Na pintura, um detalhe chama a atenção, que embora pequeno, dá um toque de realismo que humaniza a cena — os sapatos à beira da cama. O simbolismo intencional desses sapatos, cuja observação me foi despertada pela Dra. Cristina Von Glehn, enriquece a interpretação simbólica da obra no que ela representa, a complexidade dos transplantes.
Se uma perna estava condenada, por que dois sapatos? Por que e quem os colocou lá?
Colocar dois sapatos à beira-da-cama de uma pessoa com uma perna condenada é claro sinal de confiança, de otimismo que o paciente estará pronto para caminhar com ambas as pernas. O “caminhar” pode ser entendido de forma literal — voltar a andar — ou de forma metafórica — retomar a capacidade de trabalhar e viver plenamente. Essa interpretação ressoa no quem os colocou lá, que deixaram tudo preparado para que o extraordinário aconteça.
Nos transplantes modernos, esses simples sapatos simbolizam os profissionais de saúde que operam nos bastidores: corpo de enfermagem, médicos de outras especialidades, técnicos de laboratórios de compatibilidade genética, fisioterapeutas, nutricionistas, equipes de doação de órgãos, profissionais de logística — todos fundamentais. São a reflexão da humildade e colaboração silenciosa.

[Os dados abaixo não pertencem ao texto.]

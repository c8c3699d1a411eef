//! Bounce severity classification across provider taxonomies.
//!
//! Every provider reports bounces in its own vocabulary: SES uses
//! `Permanent`/`Transient`, Mailgun `permanent`/`temporary` severities,
//! Mailjet and Postmark `HardBounce`/`SoftBounce`, SparkPost numeric bounce
//! classes. [`classify_bounce`] reduces a `(bounce_type, bounce_category)`
//! pair to a [`BounceSeverity`] by trying an ordered list of rules; the first
//! rule with an opinion wins.
//!
//! Inputs nobody recognizes resolve through [`unrecognized_bounce_severity`],
//! which is soft: an unknown signal never marks a message as permanently
//! failed.

use serde::{Deserialize, Serialize};

/// Whether a bounce is permanent.
#[derive(Debug, Clone, Copy, PartialEq, Eq, Hash, Serialize, Deserialize)]
#[serde(rename_all = "snake_case")]
pub enum BounceSeverity {
    /// Permanent failure; the message status is updated.
    Hard,
    /// Temporary or unknown failure; only the raw event is kept.
    Soft,
}

/// SparkPost bounce classes treated as permanent.
pub const SPARKPOST_HARD_CLASSES: &[&str] = &["10", "21", "30", "90"];

/// SparkPost bounce classes treated as temporary.
pub const SPARKPOST_SOFT_CLASSES: &[&str] = &[
    "1", "20", "22", "23", "24", "25", "40", "50", "51", "52", "53", "54", "60", "70", "80", "100",
];

type Rule = fn(&str, &str) -> Option<BounceSeverity>;

/// Classification rules in evaluation order. Inputs are lowercase.
const RULES: [Rule; 6] =
    [ses_rule, mailgun_rule, premapped_rule, blocked_rule, substring_rule, sparkpost_rule];

/// Severity for signals no rule recognizes.
pub const fn unrecognized_bounce_severity() -> BounceSeverity {
    BounceSeverity::Soft
}

/// Classifies a bounce from its provider type and category.
///
/// Comparison is case-insensitive.
pub fn classify_bounce(bounce_type: &str, bounce_category: &str) -> BounceSeverity {
    let bounce_type = bounce_type.to_lowercase();
    let bounce_category = bounce_category.to_lowercase();

    RULES
        .iter()
        .find_map(|rule| rule(&bounce_type, &bounce_category))
        .unwrap_or_else(unrecognized_bounce_severity)
}

/// Returns true when the bounce is permanent.
///
/// # Example
///
/// ```
/// use mailhook_core::bounce::is_hard_bounce;
///
/// assert!(is_hard_bounce("Permanent", "General"));
/// assert!(!is_hard_bounce("Transient", "General"));
/// assert!(!is_hard_bounce("unknown", "unknown"));
/// ```
pub fn is_hard_bounce(bounce_type: &str, bounce_category: &str) -> bool {
    classify_bounce(bounce_type, bounce_category) == BounceSeverity::Hard
}

fn ses_rule(bounce_type: &str, _category: &str) -> Option<BounceSeverity> {
    match bounce_type {
        "permanent" => Some(BounceSeverity::Hard),
        "transient" | "undetermined" => Some(BounceSeverity::Soft),
        _ => None,
    }
}

fn mailgun_rule(_bounce_type: &str, category: &str) -> Option<BounceSeverity> {
    match category {
        "hardbounce" | "permanent" => Some(BounceSeverity::Hard),
        "softbounce" | "temporary" => Some(BounceSeverity::Soft),
        _ => None,
    }
}

fn premapped_rule(bounce_type: &str, _category: &str) -> Option<BounceSeverity> {
    match bounce_type {
        "hardbounce" => Some(BounceSeverity::Hard),
        "softbounce" => Some(BounceSeverity::Soft),
        _ => None,
    }
}

// A block counts as permanent for contact-list purposes.
fn blocked_rule(bounce_type: &str, category: &str) -> Option<BounceSeverity> {
    (bounce_type == "blocked" || category == "blocked").then_some(BounceSeverity::Hard)
}

fn substring_rule(bounce_type: &str, category: &str) -> Option<BounceSeverity> {
    if bounce_type.contains("hard") || category.contains("hard") {
        Some(BounceSeverity::Hard)
    } else if bounce_type.contains("soft") || category.contains("soft") {
        Some(BounceSeverity::Soft)
    } else {
        None
    }
}

// Classes outside both tables fall through to the unrecognized policy.
fn sparkpost_rule(_bounce_type: &str, category: &str) -> Option<BounceSeverity> {
    if SPARKPOST_HARD_CLASSES.contains(&category) {
        Some(BounceSeverity::Hard)
    } else if SPARKPOST_SOFT_CLASSES.contains(&category) {
        Some(BounceSeverity::Soft)
    } else {
        None
    }
}
//! SparkPost webhooks.
//!
//! SparkPost batches events: a payload is a JSON array of wrappers, each
//! holding one event under a category key inside `msys`. Every element is
//! normalized on its own. Event types with no canonical counterpart (opens,
//! clicks, injections, delays) are routine in a batch and are skipped.

use std::collections::HashMap;

use mailhook_core::{CanonicalWebhookEvent, EventKind, MailhookError, Result};
use serde::Deserialize;
use serde_json::Value;
use tracing::debug;

use crate::{
    context::NormalizeContext,
    correlation::{self, Correlated},
    timestamp,
};

#[derive(Debug, Deserialize)]
struct SparkPostWrapper {
    #[serde(default)]
    msys: SparkPostMsys,
}

#[derive(Debug, Default, Deserialize)]
struct SparkPostMsys {
    #[serde(default)]
    message_event: Option<SparkPostEvent>,
    #[serde(default)]
    track_event: Option<SparkPostEvent>,
    #[serde(default)]
    gen_event: Option<SparkPostEvent>,
    #[serde(default)]
    unsubscribe_event: Option<SparkPostEvent>,
    #[serde(default)]
    relay_event: Option<SparkPostEvent>,
}

impl SparkPostMsys {
    fn into_event(self) -> Option<SparkPostEvent> {
        self.message_event
            .or(self.track_event)
            .or(self.gen_event)
            .or(self.unsubscribe_event)
            .or(self.relay_event)
    }
}

#[derive(Debug, Deserialize)]
struct SparkPostEvent {
    #[serde(rename = "type")]
    event_type: String,
    #[serde(default)]
    timestamp: Option<Value>,
    #[serde(default)]
    rcpt_to: Option<String>,
    #[serde(default)]
    message_id: Option<String>,
    #[serde(default)]
    bounce_class: Option<Value>,
    #[serde(default)]
    reason: Option<String>,
    #[serde(default)]
    raw_reason: Option<String>,
    #[serde(default)]
    fbtype: Option<String>,
    #[serde(alias = "recipient_meta", default)]
    rcpt_meta: HashMap<String, Value>,
}

impl Correlated for SparkPostEvent {
    fn metadata_message_id(&self) -> Option<String> {
        correlation::from_metadata(&self.rcpt_meta)
    }

    fn native_message_id(&self) -> Option<String> {
        self.message_id.clone()
    }
}

/// Normalizes a SparkPost batch.
///
/// # Errors
///
/// Returns `MalformedPayload` when the body is not an array of event
/// wrappers.
pub fn normalize(ctx: &NormalizeContext<'_>) -> Result<Vec<CanonicalWebhookEvent>> {
    let batch: Vec<SparkPostWrapper> = serde_json::from_slice(ctx.payload)
        .map_err(|e| MailhookError::malformed(ctx.provider, e.to_string()))?;

    let events = batch
        .into_iter()
        .filter_map(|wrapper| wrapper.msys.into_event())
        .filter_map(|event| normalize_event(ctx, event))
        .collect();
    Ok(events)
}

fn normalize_event(ctx: &NormalizeContext<'_>, event: SparkPostEvent) -> Option<CanonicalWebhookEvent> {
    let kind = match event.event_type.as_str() {
        "delivery" => EventKind::Delivered,
        "bounce" | "out_of_band" => {
            // The numeric bounce class goes to the classifier untouched.
            let bounce_class =
                event.bounce_class.as_ref().and_then(correlation::scalar_to_string).unwrap_or_default();
            let diagnostic =
                event.raw_reason.clone().or_else(|| event.reason.clone()).unwrap_or_default();
            EventKind::bounce(event.event_type.clone(), bounce_class, diagnostic)
        },
        "spam_complaint" => {
            EventKind::complaint(event.fbtype.clone().unwrap_or_else(|| "abuse".to_string()))
        },
        other => {
            debug!(event_type = other, "Skipping SparkPost event with no canonical type");
            return None;
        },
    };

    Some(ctx.event(
        kind,
        timestamp::rfc3339_or_epoch_or(event.timestamp.as_ref(), ctx.received_at),
        event.rcpt_to.clone(),
        event.message_id(),
    ))
}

O contraste da cor da pele é evidente. É impossível não perceber que se trata da perna de outra pessoa. Esse detalhe exibe outro ponto fundamental: a importância dos doadores de órgãos. Figuras anônimas que oferecem parte de si para salvar outra vida.
Acredito que esse otimismo inerente é característica dos profissionais que escolhem seguir o caminho dos transplantes, pois é quase uma característica vital e essencial, especialmente em uma área complexa, com interação de diversos agentes, inserida em um sistema desafiador como o SUS, onde os profissionais enfrentam escassez de recursos, mas persistem com esperança.
Fra Angelico representou o transplante da perna como um milagre divino, mas a simbologia dos sapatos se alinha muito com a realidade dos transplantes dos dias atuais. Pacientes debilitados recuperam a qualidade de vida sem perceber a complexidade do que aconteceu com eles, e isso coaduna muito com os ensinamentos de Thomas Kuhn, filósofo da ciência (1922-1996), que em sua A Estrutura das Revoluções Científicas (1962) descreveu que as rupturas de paradigmas que transformam a visão do mundo vêm com os avanços científicos, podendo ser tão revolucionários que evocam uma sensação de maravilha comparáveis a milagres.
O “extraordinário” de um transplante bem-sucedido é o resultado de avanços científicos, colaboração interdisciplinar, otimismo profissional e superação de barreiras logísticas e sociais. Apesar dos desafios (rejeição imunológica, captação de órgãos, infraestrutura), o transplante é "extraordinário" por sua complexidade e impacto transformador, devolvendo a vida aos pacientes.
Os sapatos de Fra Angelico sugerem a fé no sucesso, o otimismo presente e perene. São um “Convite à caminhada”, não só para o paciente, mas para a sociedade, incentivando a doação de órgãos como um ato de solidariedade.